-- Extracted information follows --

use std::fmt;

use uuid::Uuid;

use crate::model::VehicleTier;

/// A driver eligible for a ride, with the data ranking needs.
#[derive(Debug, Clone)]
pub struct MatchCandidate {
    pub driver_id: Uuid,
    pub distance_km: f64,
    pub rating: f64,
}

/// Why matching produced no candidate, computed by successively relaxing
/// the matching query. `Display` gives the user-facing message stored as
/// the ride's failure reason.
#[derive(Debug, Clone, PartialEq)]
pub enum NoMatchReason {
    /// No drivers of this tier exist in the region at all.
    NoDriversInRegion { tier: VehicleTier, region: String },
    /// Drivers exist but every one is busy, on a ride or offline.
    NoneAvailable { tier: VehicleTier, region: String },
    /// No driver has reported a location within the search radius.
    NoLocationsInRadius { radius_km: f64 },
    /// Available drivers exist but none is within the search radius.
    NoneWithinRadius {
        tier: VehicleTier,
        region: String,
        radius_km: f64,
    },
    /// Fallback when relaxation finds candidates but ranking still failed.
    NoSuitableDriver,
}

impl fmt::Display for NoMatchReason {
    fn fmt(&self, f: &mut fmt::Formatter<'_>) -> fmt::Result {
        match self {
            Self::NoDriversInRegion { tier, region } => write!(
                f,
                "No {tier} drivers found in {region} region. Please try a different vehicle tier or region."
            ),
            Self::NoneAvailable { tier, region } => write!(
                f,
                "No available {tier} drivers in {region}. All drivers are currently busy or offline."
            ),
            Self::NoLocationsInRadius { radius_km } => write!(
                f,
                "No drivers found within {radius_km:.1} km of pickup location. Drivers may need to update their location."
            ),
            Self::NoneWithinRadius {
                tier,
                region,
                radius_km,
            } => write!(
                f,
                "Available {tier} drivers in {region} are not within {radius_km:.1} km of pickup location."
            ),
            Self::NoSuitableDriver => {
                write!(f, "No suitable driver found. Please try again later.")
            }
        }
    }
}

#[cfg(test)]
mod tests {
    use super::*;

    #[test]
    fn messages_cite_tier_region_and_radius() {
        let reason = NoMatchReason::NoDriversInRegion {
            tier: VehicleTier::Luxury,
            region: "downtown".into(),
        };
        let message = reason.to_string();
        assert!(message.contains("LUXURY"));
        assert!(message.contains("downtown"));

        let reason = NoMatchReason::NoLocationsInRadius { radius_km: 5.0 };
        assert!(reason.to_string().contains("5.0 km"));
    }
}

-- Extracted information concluded --

- **Task directions**
Which lines above hold the string "downtown"? Copy every one of them.

- **Response to this exercise**
            region: "downtown".into(),
        assert!(message.contains("downtown"));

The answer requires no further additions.